New Delhi: Days after western Uttar Pradesh’s Bijnor saw one of the most brutal police crackdowns on groups protesting the Citizenship (Amendment) Act (CAA) and the proposed nationwide National Register of Citizens, an FIR was lodged against the station house officer (SHO) of Nahtaur Rajesh Kumar Solanki in a case related to the killing of 20-year-old Mohammed Suleiman.
Suleiman and another boy Anas were gunned down by the Bijnor police on December 20, soon after protests escalated after the afternoon namaz. Solanki, who has now been transferred to the District Crime Record Bureau (DCRB), local outpost in-charge Ashish Tomar, constable Mohit Kumar and three other “unidentified” policemen have been named in the FIR filed by Suleiman’s brother Shoaib, Satya Prakash Singh, the new SHO of Nahtaur confirmed to the Indian Express.
Singh said that the FIR has been filed under IPC Sections 302 (murder), 147 (rioting), 148 (rioting, armed with deadly weapon) and 149 (every member of unlawful assembly guilty of offence committed in prosecution of common object).
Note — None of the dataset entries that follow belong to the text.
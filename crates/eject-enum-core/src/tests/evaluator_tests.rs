use eject_enum_parser::ParserState;

use crate::evaluator::{
    EnumEvaluator, EnumValue, OuterEnumValues, ResolvedValue, to_int32, to_uint32,
};

/// `Other.X = 40` and `Other.Name = "other"`.
struct OtherEnum;

impl OuterEnumValues for OtherEnum {
    fn member_value(&self, qualifier: &str, member: &str) -> Option<EnumValue> {
        match (qualifier, member) {
            ("Other", "X") => Some(EnumValue::Number(40.0)),
            ("Other", "Name") => Some(EnumValue::String("other".to_string())),
            _ => None,
        }
    }
}

/// Resolve every member of the first enum in `source`.
fn resolve(source: &str) -> Vec<ResolvedValue> {
    resolve_with(source, None)
}

fn resolve_with(source: &str, outer: Option<&dyn OuterEnumValues>) -> Vec<ResolvedValue> {
    let mut parser = ParserState::new("test.ts".to_string(), source.to_string());
    let root = parser.parse_source_file();
    assert!(parser.get_diagnostics().is_empty(), "{:?}", parser.get_diagnostics());
    let arena = parser.get_arena();
    let enum_index = arena.get_source_file(root).unwrap().enums[0];
    let decl = arena.get_enum(enum_index).unwrap();

    let mut evaluator = EnumEvaluator::new(arena, &decl.name);
    if let Some(outer) = outer {
        evaluator = evaluator.with_outer(outer);
    }
    let mut previous: Option<ResolvedValue> = None;
    let mut values = Vec::new();
    for &member in &decl.members {
        let value = evaluator.resolve_member(arena.get_enum_member(member).unwrap(), previous.as_ref());
        values.push(value.clone());
        previous = Some(value);
    }
    values
}

fn numbers(values: &[f64]) -> Vec<ResolvedValue> {
    values.iter().map(|&v| ResolvedValue::Number(v)).collect()
}

#[test]
fn omitted_initializers_count_up_from_previous() {
    assert_eq!(resolve("enum E { A, B = 10, C }"), numbers(&[0.0, 10.0, 11.0]));
    assert_eq!(resolve("enum E { A = -2, B, C }"), numbers(&[-2.0, -1.0, 0.0]));
    assert_eq!(resolve("enum E { A = 0.5, B }"), numbers(&[0.5, 1.5]));
}

#[test]
fn omitted_initializer_after_string_is_unresolvable() {
    assert_eq!(
        resolve("enum E { A = 'a', B }"),
        vec![ResolvedValue::String("a".to_string()), ResolvedValue::Unresolvable]
    );
}

#[test]
fn arithmetic_and_bitwise_operators_follow_javascript() {
    let values = resolve(
        "enum ConstExpr {
          Add = 1 + 2,
          Sub = 3 - 1,
          Mul = 2 * 3,
          Div = 10 / 2,
          Mod = 9 % 5,
          Shl = 1 << 3,
          Shr = -32 >> 1,
          Ushr = 32 >>> 1,
          And = 0x1234 & 0xff00,
          Or = 0x1200 | 0x34,
          Xor = 0b1100 ^ 0b0101,
          Minus = -(1 + 2),
          Inv = ~0,
          Pow = 2 ** 3 ** 2,
        }",
    );
    assert_eq!(
        values,
        numbers(&[
            3.0, 2.0, 6.0, 5.0, 4.0, 8.0, -16.0, 16.0, 4608.0, 4660.0, 9.0, -3.0, -1.0, 512.0
        ])
    );
}

#[test]
fn shifts_mask_count_and_wrap_to_32_bits() {
    let values = resolve(
        "enum E {
          A = 1 << 32,
          B = 1 << 31,
          C = -1 >>> 0,
          D = -1 >>> 28,
          E = 0xffffffff | 0,
          F = 2147483648 >> 31,
        }",
    );
    assert_eq!(
        values,
        numbers(&[1.0, -2147483648.0, 4294967295.0, 15.0, -1.0, -1.0])
    );
}

#[test]
fn siblings_resolve_by_name_and_through_self() {
    let values = resolve(
        "enum Flags {
          A = 1,
          B = A << 1,
          C = Flags.A | Flags.B,
          D = Flags['C'] + 1,
          E = Flags[`D`] * 2,
        }",
    );
    assert_eq!(values, numbers(&[1.0, 2.0, 3.0, 4.0, 8.0]));
}

#[test]
fn forward_and_external_references_are_unresolvable() {
    let values = resolve("enum E { A = B, B = 1, C = Other.X, D = Math.PI }");
    assert_eq!(
        values,
        vec![
            ResolvedValue::Unresolvable,
            ResolvedValue::Number(1.0),
            ResolvedValue::Unresolvable,
            ResolvedValue::Unresolvable,
        ]
    );
}

#[test]
fn members_of_other_enums_resolve_through_the_outer_table() {
    let values = resolve_with(
        "enum E { A = Other.X + 2, B, C = Other['Name'] + '!', D = Other.Missing }",
        Some(&OtherEnum),
    );
    assert_eq!(
        values,
        vec![
            ResolvedValue::Number(42.0),
            ResolvedValue::Number(43.0),
            ResolvedValue::String("other!".to_string()),
            ResolvedValue::Unresolvable,
        ]
    );
}

#[test]
fn own_members_shadow_the_outer_table() {
    let values = resolve_with("enum Other { X = 1, Y = Other.X }", Some(&OtherEnum));
    assert_eq!(values, numbers(&[1.0, 1.0]));
}

#[test]
fn strings_concatenate_with_numbers_and_templates() {
    let values = resolve(
        "enum S {
          A = 'abc' + \"def\",
          B = 'n' + 1.5,
          C = 2 + 'x',
          D = `${A}-${B}`,
          E = `plain`,
          F = 'tab\\there',
        }",
    );
    let strings: Vec<ResolvedValue> = ["abcdef", "n1.5", "2x", "abcdef-n1.5", "plain", "tab\there"]
        .iter()
        .map(|s| ResolvedValue::String(s.to_string()))
        .collect();
    assert_eq!(values, strings);
}

#[test]
fn unsupported_operators_and_values_are_unresolvable() {
    let values = resolve(
        "enum E {
          A = !0,
          B = 1 < 2 ? 1 : 2,
          C = 1 && 2,
          D = 10n,
          E = 1 / 0,
          F = 0 / 0,
          G = 'a' - 1,
          H = -'a',
          I = f(),
        }",
    );
    assert!(values.iter().all(|value| *value == ResolvedValue::Unresolvable), "{values:?}");
}

#[test]
fn computed_and_numeric_member_names_are_unresolvable() {
    let values = resolve("enum E { ['a'] = 1, 1 = 2, 'ok' = 3 }");
    assert_eq!(
        values,
        vec![
            ResolvedValue::Unresolvable,
            ResolvedValue::Unresolvable,
            ResolvedValue::Number(3.0),
        ]
    );
}

#[test]
fn int32_conversions_wrap_and_truncate() {
    assert_eq!(to_int32(4294967295.0), -1);
    assert_eq!(to_int32(2147483648.0), -2147483648);
    assert_eq!(to_int32(-1.9), -1);
    assert_eq!(to_int32(f64::NAN), 0);
    assert_eq!(to_uint32(-1.0), 4294967295);
    assert_eq!(to_uint32(4294967296.0 + 5.0), 5);
}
Bijnor’s additional superintendent of police (rural) Vishwajeet Srivastava said that Solanki was transferred out of the Nahtaur station because “he was injured and could not work”.
Also Read: Ground Report: Families of Two Young Men Felled by Bullets in Bijnor Contest Police Claims
In the days following the police action, top officials of UP police insisted that its forces did not fire at the protesting crowd, despite video evidence pointing to the contrary. However, it changed its version after Sanjeev Tyagi, superintendent of police, Bijnor, told the Indian Express and NDTV that Suleiman had died by a gunshot fired by constable Mohit Kumar in “self-defence”.
“One cartridge was retrieved from Suleiman’s body. The ballistic report confirms that this was shot from the service pistol of Mohit Kumar. Mohit Kumar (constable) also suffered a bullet injury. The bullet taken from Mohit Kumar’s stomach was found to be shot from a country-made weapon,” Tyagi had said.
The police did not find any weapon on Suleiman, and thus, it did not clarify who shot Mohit Kumar.
Suleiman, a third-year undergraduate student, had come home from Noida where he stayed with his maternal uncle to prepare for the civil services examinations. His family later alleged that Sulieman was picked up by the police on his way back from the mosque and was shot point-blank near a madrasa.
The police’s violent clampdown on protests across Uttar Pradesh has been severely criticised by many democratic groups as they came soon after the chief minister Adityanath’s statement that ‘revenge would be taken’ on those who were protesting the CAA.